# **TF-IDF**

## **ENVIRONMENT SETUP**

In [1]:
from google.colab import drive
drive.mount('/content/drive')

Drive already mounted at /content/drive; to attempt to forcibly remount, call drive.mount("/content/drive", force_remount=True).


In [None]:
# Download the dataset

!rm -r data*
!wget http://argumentation.bplaced.net/arguana-data/dagstuhl-15512-argquality-corpus-v2.zip
!unzip dagstuhl-15512-argquality-corpus-v2.zip
!rm *.zip
!rm -r __MACOSX
!mv dagstuhl-15512-argquality-corpus-v2 data

## **IMPORT DATASET**

In [3]:
import pandas as pd

df = pd.read_csv("data/dagstuhl-15512-argquality-corpus-annotated.csv", sep='\t', encoding_errors="ignore")
df.head(3)

Unnamed: 0,annotator,argumentative,overall quality,local acceptability,appropriateness,arrangement,clarity,cogency,effectiveness,global acceptability,...,global sufficiency,reasonableness,local relevance,credibility,emotional appeal,sufficiency,argument,#id,issue,stance
0,1,y,1 (Low),1 (Low),1 (Low),1 (Low),2 (Average),1 (Low),1 (Low),1 (Low),...,1 (Low),1 (Low),1 (Low),1 (Low),1 (Low),1 (Low),"it is true that bottled water is a waste, but ...",arg219250,ban-plastic-water-bottles,no-bad-for-the-economy
1,2,y,1 (Low),3 (High),2 (Average),2 (Average),3 (High),1 (Low),1 (Low),3 (High),...,1 (Low),2 (Average),2 (Average),2 (Average),2 (Average),1 (Low),"it is true that bottled water is a waste, but ...",arg219250,ban-plastic-water-bottles,no-bad-for-the-economy
2,3,y,2 (Average),2 (Average),2 (Average),2 (Average),2 (Average),2 (Average),2 (Average),2 (Average),...,2 (Average),2 (Average),3 (High),2 (Average),1 (Low),2 (Average),"it is true that bottled water is a waste, but ...",arg219250,ban-plastic-water-bottles,no-bad-for-the-economy


In [4]:
import numpy as np

print(f"Number of annotations = {len(df['argument'])}")
print(f"Number of unique arguements = {len(np.unique(df['argument']))}") # Each argument was scored by 3 annotators
print(f"Number of unique issue = {len(np.unique(df['issue']))}")  # There are a total of 16 issues
print(f"Number of unique stance = {len(np.unique(df['stance']))}") # Each issue has on an avg 2 stance (positive and negative)

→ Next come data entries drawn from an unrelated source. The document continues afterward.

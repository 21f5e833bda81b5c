//! PostgreSQL repository implementations

pub mod booking_repo_impl;
pub mod building_repo_impl;
pub mod dit_group_repo_impl;
pub mod health_repo_impl;
pub mod pra_repo_impl;
pub mod session_repo_impl;
pub mod user_repo_impl;

pub use booking_repo_impl::PgBookingRepository;
pub use building_repo_impl::PgBuildingRepository;
pub use dit_group_repo_impl::PgDitGroupRepository;
pub use health_repo_impl::PgHealthRepository;
pub use pra_repo_impl::PgPraRepository;
pub use session_repo_impl::PgSessionRepository;
pub use user_repo_impl::PgUserRepository;
//! HTTP error mapping

use axum::{
    http::StatusCode,
    response::{IntoResponse, Response},
    Json,
};
use rto_core::{DomainError, FieldError};
use thiserror::Error;
use tracing::{error, warn};

use crate::response::ApiResponse;

const INTERNAL_MESSAGE: &str = "Something went wrong, please try again later";

#[derive(Error, Debug)]
pub enum ApiError {
    #[error("Unauthorized: {0}")]
    Unauthorized(String),

    #[error("Forbidden: {0}")]
    Forbidden(String),

    #[error("Not found: {0}")]
    NotFound(String),

    #[error("Bad request: {0}")]
    BadRequest(String),

    #[error("Conflict: {0}")]
    Conflict(String),

    #[error("Validation failed")]
    Validation(Vec<FieldError>),

    #[error("Internal error: {0}")]
    InternalError(String),
}

impl From<DomainError> for ApiError {
    fn from(err: DomainError) -> Self {
        match err {
            DomainError::NotFound(what) => ApiError::NotFound(format!("{} not found", what)),
            DomainError::PermissionDenied(msg) => ApiError::Forbidden(msg),
            DomainError::FloorFullyBooked => ApiError::Conflict(err.to_string()),
            DomainError::InvalidTransition(msg) => ApiError::Conflict(msg),
            DomainError::Validation(fields) => ApiError::Validation(fields),
            DomainError::MissingWizardStep(step) => {
                ApiError::BadRequest(format!("Complete the '{}' step first", step))
            }
            DomainError::NotificationError(_)
            | DomainError::DatabaseError(_)
            | DomainError::InternalError(_) => ApiError::InternalError(err.to_string()),
        }
    }
}

impl IntoResponse for ApiError {
    fn into_response(self) -> Response {
        let (status, body) = match self {
            ApiError::Unauthorized(msg) => {
                warn!("Unauthorized: {}", msg);
                (
                    StatusCode::UNAUTHORIZED,
                    ApiResponse::<()>::error("UNAUTHORIZED", &msg),
                )
            }
            ApiError::Forbidden(msg) => {
                warn!("Forbidden: {}", msg);
                (StatusCode::FORBIDDEN, ApiResponse::error("FORBIDDEN", &msg))
            }
            ApiError::NotFound(msg) => (StatusCode::NOT_FOUND, ApiResponse::error("NOT_FOUND", &msg)),
            ApiError::BadRequest(msg) => {
                (StatusCode::BAD_REQUEST, ApiResponse::error("BAD_REQUEST", &msg))
            }
            ApiError::Conflict(msg) => (StatusCode::CONFLICT, ApiResponse::error("CONFLICT", &msg)),
            ApiError::Validation(fields) => (
                StatusCode::UNPROCESSABLE_ENTITY,
                ApiResponse::error_with_fields(
                    "VALIDATION_ERROR",
                    "Please correct the errors below",
                    fields,
                ),
            ),
            ApiError::InternalError(msg) => {
                error!("Internal error: {}", msg);
                (
                    StatusCode::INTERNAL_SERVER_ERROR,
                    ApiResponse::error("INTERNAL_ERROR", INTERNAL_MESSAGE),
                )
            }
        };

        (status, Json(body)).into_response()
    }
}

#[cfg(test)]
mod tests {
    use super::*;

    fn status_of(err: DomainError) -> StatusCode {
        ApiError::from(err).into_response().status()
    }

    #[test]
    fn test_domain_errors_map_to_status_codes() {
        assert_eq!(status_of(DomainError::NotFound("PRA 1".into())), StatusCode::NOT_FOUND);
        assert_eq!(
            status_of(DomainError::PermissionDenied("no".into())),
            StatusCode::FORBIDDEN
        );
        assert_eq!(status_of(DomainError::FloorFullyBooked), StatusCode::CONFLICT);
        assert_eq!(
            status_of(DomainError::InvalidTransition("done".into())),
            StatusCode::CONFLICT
        );
        assert_eq!(
            status_of(DomainError::validation("booking_date", "past")),
            StatusCode::UNPROCESSABLE_ENTITY
        );
        assert_eq!(
            status_of(DomainError::MissingWizardStep("who-for".into())),
            StatusCode::BAD_REQUEST
        );
        assert_eq!(
            status_of(DomainError::DatabaseError("boom".into())),
            StatusCode::INTERNAL_SERVER_ERROR
        );
    }
}
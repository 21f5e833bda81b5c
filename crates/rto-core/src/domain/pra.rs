// ============================================================================
// RTO Core - Personal Risk Assessment Entity
// File: crates/rto-core/src/domain/pra.rs
// Description: PRA entity and its approval state machine
// ============================================================================

use chrono::{DateTime, Months, Utc};
use serde::{Deserialize, Serialize};

use super::user::User;

/// Risk category chosen by the line manager.
#[derive(Debug, Clone, Copy, PartialEq, Eq, Serialize, Deserialize)]
#[serde(rename_all = "snake_case")]
pub enum RiskCategory {
    HighRisk,
    LivesWithHighRisk,
    ModerateRisk,
    LivesWithModerateRisk,
    ElevatedRisk,
    NoCategory,
    PreferNotToSay,
}

impl RiskCategory {
    pub const ALL: [RiskCategory; 7] = [
        RiskCategory::HighRisk,
        RiskCategory::LivesWithHighRisk,
        RiskCategory::ModerateRisk,
        RiskCategory::LivesWithModerateRisk,
        RiskCategory::ElevatedRisk,
        RiskCategory::NoCategory,
        RiskCategory::PreferNotToSay,
    ];

    pub fn as_str(&self) -> &'static str {
        match self {
            RiskCategory::HighRisk => "high_risk",
            RiskCategory::LivesWithHighRisk => "lives_with_high_risk",
            RiskCategory::ModerateRisk => "moderate_risk",
            RiskCategory::LivesWithModerateRisk => "lives_with_moderate_risk",
            RiskCategory::ElevatedRisk => "elevated_risk",
            RiskCategory::NoCategory => "no_category",
            RiskCategory::PreferNotToSay => "prefer_not_to_say",
        }
    }

    pub fn from_str(s: &str) -> Option<Self> {
        Self::ALL.into_iter().find(|c| c.as_str() == s)
    }

    pub fn description(&self) -> &'static str {
        match self {
            RiskCategory::HighRisk => {
                "High risk (clinically extremely vulnerable) due to existing health conditions"
            }
            RiskCategory::LivesWithHighRisk => {
                "Lives with someone at high risk (clinically extremely vulnerable) due to existing health conditions"
            }
            RiskCategory::ModerateRisk => "Moderate risk (clinically vulnerable)",
            RiskCategory::LivesWithModerateRisk => {
                "Lives with someone at moderate risk (clinically vulnerable)"
            }
            RiskCategory::ElevatedRisk => {
                "Falls into one of the categories where evidence suggests that risk may be elevated"
            }
            RiskCategory::NoCategory => "Does not fall into any of the above categories",
            RiskCategory::PreferNotToSay => "The staff member would prefer not to say",
        }
    }

    /// Categories whose assessment continues with a mitigation outcome.
    pub fn requires_mitigation(&self) -> bool {
        matches!(
            self,
            RiskCategory::ModerateRisk
                | RiskCategory::LivesWithModerateRisk
                | RiskCategory::ElevatedRisk
        )
    }
}

/// Line manager's conclusion after exploring mitigation measures.
#[derive(Debug, Clone, Copy, PartialEq, Eq, Serialize, Deserialize)]
#[serde(rename_all = "snake_case")]
pub enum MitigationOutcome {
    ApproveNoMitigation,
    ApproveMitigationRequired,
    DoNotApprove,
}

impl MitigationOutcome {
    pub const ALL: [MitigationOutcome; 3] = [
        MitigationOutcome::ApproveNoMitigation,
        MitigationOutcome::ApproveMitigationRequired,
        MitigationOutcome::DoNotApprove,
    ];

    pub fn as_str(&self) -> &'static str {
        match self {
            MitigationOutcome::ApproveNoMitigation => "approve_no_mitigation",
            MitigationOutcome::ApproveMitigationRequired => "approve_mitigation_required",
            MitigationOutcome::DoNotApprove => "do_not_approve",
        }
    }

    pub fn from_str(s: &str) -> Option<Self> {
        Self::ALL.into_iter().find(|o| o.as_str() == s)
    }

    pub fn description(&self) -> &'static str {
        match self {
            MitigationOutcome::ApproveNoMitigation => "I approve - no mitigation measures required",
            MitigationOutcome::ApproveMitigationRequired => {
                "I approve - mitigation measures required"
            }
            MitigationOutcome::DoNotApprove => {
                "I do not approve - mitigation measures explored but considered insufficient"
            }
        }
    }

    /// Outcomes that need the measures written down.
    pub fn requires_measures(&self) -> bool {
        !matches!(self, MitigationOutcome::ApproveNoMitigation)
    }
}

/// Authorised reasons for office attendance.
#[derive(Debug, Clone, Copy, PartialEq, Eq, Serialize, Deserialize)]
pub enum AuthorizedReason {
    InformationAccess,
    CorporateEnabler,
    PersonalCircumstances,
    MinistersSupport,
    TradeNegotiations,
    Visitor,
    FacilitiesManagement,
    CollectPersonalItems,
    Other,
}

impl AuthorizedReason {
    pub const ALL: [AuthorizedReason; 9] = [
        AuthorizedReason::InformationAccess,
        AuthorizedReason::CorporateEnabler,
        AuthorizedReason::PersonalCircumstances,
        AuthorizedReason::MinistersSupport,
        AuthorizedReason::TradeNegotiations,
        AuthorizedReason::Visitor,
        AuthorizedReason::FacilitiesManagement,
        AuthorizedReason::CollectPersonalItems,
        AuthorizedReason::Other,
    ];

    /// Stored and displayed verbatim.
    pub fn as_str(&self) -> &'static str {
        match self {
            AuthorizedReason::InformationAccess => "Information access requirements",
            AuthorizedReason::CorporateEnabler => "Essential corporate enabler support",
            AuthorizedReason::PersonalCircumstances => "Personal circumstances",
            AuthorizedReason::MinistersSupport => "Support to Ministers or Cabinet Office",
            AuthorizedReason::TradeNegotiations => "Trade negotiations",
            AuthorizedReason::Visitor => "Visitor",
            AuthorizedReason::FacilitiesManagement => "Facilities Management",
            AuthorizedReason::CollectPersonalItems => "Collect Personal Items",
            AuthorizedReason::Other => "Other",
        }
    }

    pub fn from_str(s: &str) -> Option<Self> {
        Self::ALL.into_iter().find(|r| r.as_str() == s)
    }
}

/// Where a PRA stands, computed on read.
#[derive(Debug, Clone, Copy, PartialEq, Eq, Serialize, Deserialize)]
#[serde(rename_all = "snake_case")]
pub enum PraStatus {
    /// Finalised without asking anyone (prefer not to say, or not approved).
    RejectedWithoutApproval,
    AwaitingStaffMember,
    RejectedByStaffMember,
    AwaitingScs,
    RejectedByScs,
    Approved,
    Expired,
}

impl PraStatus {
    pub fn as_str(&self) -> &'static str {
        match self {
            PraStatus::RejectedWithoutApproval => "rejected_without_approval",
            PraStatus::AwaitingStaffMember => "awaiting_staff_member",
            PraStatus::RejectedByStaffMember => "rejected_by_staff_member",
            PraStatus::AwaitingScs => "awaiting_scs",
            PraStatus::RejectedByScs => "rejected_by_scs",
            PraStatus::Approved => "approved",
            PraStatus::Expired => "expired",
        }
    }

    pub fn is_terminal(&self) -> bool {
        !matches!(self, PraStatus::AwaitingStaffMember | PraStatus::AwaitingScs)
    }
}

#[derive(Debug, Clone, PartialEq, Serialize, Deserialize)]
pub struct Pra {
    pub id: i64,
    pub staff_member_id: i64,
    pub line_manager_id: i64,
    pub scs_id: i64,
    pub group: String,
    pub business_unit: String,
    pub authorized_reason: String,
    pub risk_category: RiskCategory,
    pub mitigation_outcome: Option<MitigationOutcome>,
    /// Empty when no measures were recorded.
    pub mitigation_measures: String,
    pub created_timestamp: DateTime<Utc>,
    pub approved_staff_member: Option<bool>,
    pub approved_scs: Option<bool>,
    /// Imported from the paper process.
    pub migrated: bool,
}

impl Pra {
    /// False when the line manager's assessment already rules out attendance.
    pub fn requires_approval(&self) -> bool {
        self.risk_category != RiskCategory::PreferNotToSay
            && self.mitigation_outcome != Some(MitigationOutcome::DoNotApprove)
    }

    pub fn needs_staff_member_approval(&self) -> bool {
        self.requires_approval() && self.approved_staff_member.is_none()
    }

    /// SCS is only asked after the staff member has agreed.
    pub fn needs_scs_approval(&self) -> bool {
        self.requires_approval()
            && self.approved_staff_member == Some(true)
            && self.approved_scs.is_none()
    }

    pub fn is_approved(&self) -> bool {
        self.requires_approval()
            && self.approved_staff_member == Some(true)
            && self.approved_scs == Some(true)
    }

    pub fn expires_at(&self, validity_months: u32) -> DateTime<Utc> {
        self.created_timestamp
            .checked_add_months(Months::new(validity_months))
            .unwrap_or(DateTime::<Utc>::MAX_UTC)
    }

    pub fn is_expired(&self, now: DateTime<Utc>, validity_months: u32) -> bool {
        self.expires_at(validity_months) < now
    }

    pub fn status(&self, now: DateTime<Utc>, validity_months: u32) -> PraStatus {
        if self.is_expired(now, validity_months) {
            PraStatus::Expired
        } else if !self.requires_approval() {
            PraStatus::RejectedWithoutApproval
        } else {
            match (self.approved_staff_member, self.approved_scs) {
                (None, _) => PraStatus::AwaitingStaffMember,
                (Some(false), _) => PraStatus::RejectedByStaffMember,
                (Some(true), None) => PraStatus::AwaitingScs,
                (Some(true), Some(false)) => PraStatus::RejectedByScs,
                (Some(true), Some(true)) => PraStatus::Approved,
            }
        }
    }
}

/// Insert payload for a new PRA. The line manager is the submitting user.
#[derive(Debug, Clone, PartialEq, Serialize, Deserialize)]
pub struct NewPra {
    pub staff_member_id: i64,
    pub line_manager_id: i64,
    pub scs_id: i64,
    pub group: String,
    pub business_unit: String,
    pub authorized_reason: String,
    pub risk_category: RiskCategory,
    pub mitigation_outcome: Option<MitigationOutcome>,
    pub mitigation_measures: String,
}

/// The three people a PRA involves.
#[derive(Debug, Clone, PartialEq)]
pub struct PraParties {
    pub staff_member: User,
    pub line_manager: User,
    pub scs: User,
}

impl PraParties {
    pub fn involves(&self, user: &User) -> bool {
        [&self.staff_member, &self.line_manager, &self.scs]
            .iter()
            .any(|party| party.id == user.id)
    }
}

/// A PRA joined with its parties.
#[derive(Debug, Clone, PartialEq)]
pub struct PraRecord {
    pub pra: Pra,
    pub parties: PraParties,
}
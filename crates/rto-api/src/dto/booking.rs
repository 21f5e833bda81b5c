use chrono::{DateTime, NaiveDate, Utc};
use rto_core::domain::{Booking, BookingDetails, Building, DitGroup, FloorAvailability, User};
use serde::{Deserialize, Serialize};

#[derive(Debug, Deserialize)]
pub struct WhoForForm {
    #[serde(default)]
    pub for_myself: bool,
    pub on_behalf_of_name: Option<String>,
    pub on_behalf_of_dit_email: Option<String>,
}

#[derive(Debug, Deserialize)]
pub struct DetailsForm {
    /// `YYYY-MM-DD`
    pub booking_date: String,
    pub building: i64,
    pub dit_group: i64,
}

#[derive(Debug, Deserialize)]
pub struct BusinessUnitForm {
    pub business_unit: String,
}

#[derive(Debug, Deserialize)]
pub struct FinalizeForm {
    pub floor: i64,
}

#[derive(Debug, Serialize)]
pub struct UserView {
    pub id: i64,
    pub name: String,
    pub email: String,
}

impl From<&User> for UserView {
    fn from(user: &User) -> Self {
        Self {
            id: user.id,
            name: user.full_name(),
            email: user.contact_email().to_string(),
        }
    }
}

#[derive(Debug, Serialize)]
pub struct BookingView {
    pub id: i64,
    pub is_active: bool,
    pub on_behalf_of: String,
    pub booking_date: NaiveDate,
    pub building: String,
    pub floor: String,
    pub directorate: Option<String>,
    pub group: Option<String>,
    pub business_unit: Option<String>,
    pub booked_timestamp: DateTime<Utc>,
    pub canceled_timestamp: Option<DateTime<Utc>>,
}

impl From<&BookingDetails> for BookingView {
    fn from(details: &BookingDetails) -> Self {
        let booking = &details.booking;
        Self {
            id: booking.id,
            is_active: booking.is_active,
            on_behalf_of: booking.on_behalf_of(),
            booking_date: booking.booking_date,
            building: details.building_name.clone(),
            floor: details.floor_name.clone(),
            directorate: booking.directorate.clone(),
            group: booking.group.clone(),
            business_unit: booking.business_unit.clone(),
            booked_timestamp: booking.booked_timestamp,
            canceled_timestamp: booking.canceled_timestamp,
        }
    }
}

#[derive(Debug, Serialize)]
pub struct MyBookings {
    pub user: UserView,
    pub bookings: Vec<BookingView>,
}

#[derive(Debug, Serialize)]
pub struct CancelledBooking {
    pub next: String,
    pub id: i64,
    pub canceled_timestamp: Option<DateTime<Utc>>,
}

impl CancelledBooking {
    pub fn new(next: &str, booking: &Booking) -> Self {
        Self {
            next: next.to_string(),
            id: booking.id,
            canceled_timestamp: booking.canceled_timestamp,
        }
    }
}

#[derive(Debug, Serialize)]
pub struct DitGroupView {
    pub id: i64,
    pub name: String,
    pub business_units: Vec<String>,
}

impl From<&DitGroup> for DitGroupView {
    fn from(group: &DitGroup) -> Self {
        Self {
            id: group.id,
            name: group.name.clone(),
            business_units: group.business_units(),
        }
    }
}

#[derive(Debug, Serialize)]
pub struct WhoForStep {
    pub for_myself: Option<bool>,
    pub on_behalf_of_name: Option<String>,
    pub on_behalf_of_dit_email: Option<String>,
}

#[derive(Debug, Serialize)]
pub struct DetailsStep {
    pub buildings: Vec<Building>,
    pub dit_groups: Vec<DitGroupView>,
    pub booking_date: Option<NaiveDate>,
    pub building: Option<i64>,
    pub dit_group: Option<i64>,
}

#[derive(Debug, Serialize)]
pub struct BusinessUnitStep {
    pub dit_group: String,
    pub business_units: Vec<String>,
    pub business_unit: Option<String>,
}

#[derive(Debug, Serialize)]
pub struct FloorChoice {
    pub id: i64,
    pub name: String,
    pub nr_of_desks: i32,
    pub available: i64,
    pub is_full: bool,
}

impl From<&FloorAvailability> for FloorChoice {
    fn from(availability: &FloorAvailability) -> Self {
        Self {
            id: availability.floor.id,
            name: availability.floor.name.clone(),
            nr_of_desks: availability.floor.nr_of_desks,
            available: availability.available(),
            is_full: availability.is_full(),
        }
    }
}

#[derive(Debug, Serialize)]
pub struct FinalizeStep {
    pub on_behalf_of: String,
    pub booking_date: NaiveDate,
    pub building: i64,
    pub business_unit: String,
    pub floors: Vec<FloorChoice>,
}

#[derive(Debug, Serialize)]
pub struct BookingCreated {
    pub next: String,
    pub booking: BookingView,
}
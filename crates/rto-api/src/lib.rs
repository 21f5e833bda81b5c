//! # RTO API
//!
//! HTTP handlers, middleware, DTOs and the router.

pub mod dto;
pub mod error;
pub mod handlers;
pub mod middleware;
pub mod response;
pub mod routes;
pub mod state;

pub use error::ApiError;
pub use routes::build_router;
pub use state::{AppState, HttpSettings};
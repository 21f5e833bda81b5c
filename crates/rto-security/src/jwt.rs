//! SSO token handling
//!
//! The staff SSO broker issues HS256 tokens carrying the user's profile.

use chrono::{Duration, Utc};
use jsonwebtoken::{decode, encode, Algorithm, DecodingKey, EncodingKey, Header, Validation};
use serde::{Deserialize, Serialize};
use thiserror::Error;

#[derive(Error, Debug)]
pub enum JwtError {
    #[error("Token creation failed: {0}")]
    CreationError(String),
    #[error("Token validation failed: {0}")]
    ValidationError(String),
    #[error("Token expired")]
    TokenExpired,
}

#[derive(Debug, Clone, PartialEq, Serialize, Deserialize)]
pub struct SsoClaims {
    pub sub: String,
    pub email: String,
    #[serde(default)]
    pub first_name: String,
    #[serde(default)]
    pub last_name: String,
    #[serde(default)]
    pub contact_email: String,
    pub exp: i64,
}

pub struct SsoTokenVerifier {
    secret: String,
}

impl SsoTokenVerifier {
    pub fn new(secret: String) -> Self {
        Self { secret }
    }

    pub fn verify(&self, token: &str) -> Result<SsoClaims, JwtError> {
        decode::<SsoClaims>(
            token,
            &DecodingKey::from_secret(self.secret.as_bytes()),
            &Validation::new(Algorithm::HS256),
        )
        .map(|data| data.claims)
        .map_err(|e| match e.kind() {
            jsonwebtoken::errors::ErrorKind::ExpiredSignature => JwtError::TokenExpired,
            _ => JwtError::ValidationError(e.to_string()),
        })
    }

    /// Issues a token the way the broker does. Used by local tooling and tests.
    pub fn issue(
        &self,
        email: &str,
        first_name: &str,
        last_name: &str,
        contact_email: &str,
        ttl_seconds: i64,
    ) -> Result<String, JwtError> {
        let claims = SsoClaims {
            sub: email.to_string(),
            email: email.to_string(),
            first_name: first_name.to_string(),
            last_name: last_name.to_string(),
            contact_email: contact_email.to_string(),
            exp: (Utc::now() + Duration::seconds(ttl_seconds)).timestamp(),
        };
        encode(
            &Header::new(Algorithm::HS256),
            &claims,
            &EncodingKey::from_secret(self.secret.as_bytes()),
        )
        .map_err(|e| JwtError::CreationError(e.to_string()))
    }
}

Number of annotations = 960
Number of unique arguements = 320
Number of unique issue = 16
Number of unique stance = 28


### Remove non-arguments

In [5]:
df = df[df["argumentative"] == "y"]

In [6]:
print(f"Number of annotations = {len(df['argument'])}")
print(f"Number of unique arguements = {len(np.unique(df['argument']))}") # Each argument was scored by 3 annotators
print(f"Number of unique issue = {len(np.unique(df['issue']))}")  # There are a total of 16 issues
print(f"Number of unique stance = {len(np.unique(df['stance']))}") # Each issue has on an avg 2 stance (positive and negative)

Number of annotations = 935
Number of unique arguements = 316
Number of unique issue = 16
Number of unique stance = 28


### Consolidate annotator scores

In [7]:
argument = np.unique(df["argument"])

attributes = ["annotator", "overall quality", "cogency", "effectiveness", "reasonableness", "argument", "#id"]

cleaned_df = []

for arg in argument:

    new_df = df[df["argument"] == arg][attributes]
    flag = 0
    new_dict = {
        "#id": new_df["#id"].iloc[0],
        "argument": new_df["argument"].iloc[0],
    }

    for ele in ["overall quality", "cogency", "effectiveness", "reasonableness"]:
        if len(pd.value_counts(new_df[ele])) == 3:
            flag = 1
            break
        new_dict[ele] = pd.value_counts(new_df[ele]).index[0]
        
    if flag == 1:
        continue
    cleaned_df.append(new_dict)

In [8]:
df = pd.DataFrame(cleaned_df)

In [9]:
print(f"Number of annotations = {len(df['argument'])}")
print(f"Number of unique arguements = {len(np.unique(df['argument']))}") # Each argument was scored by 3 annotators

Number of annotations = 273
Number of unique arguements = 273


### Perform train-test split

In [10]:
df_train = df.sample(frac=0.8, random_state=101)
df_test = df.drop(df_train.index)

### Display Dataset Metrics

In [11]:
print(f"Length of dataset = {len(df)}")
print(f"Number of training data = {len(df_train)}")
print(f"Number of testing data = {len(df_test)}")

Length of dataset = 273
Number of training data = 218
Number of testing data = 55


In [12]:
print(f"Number of Classes = {len(np.unique(df['overall quality']))}")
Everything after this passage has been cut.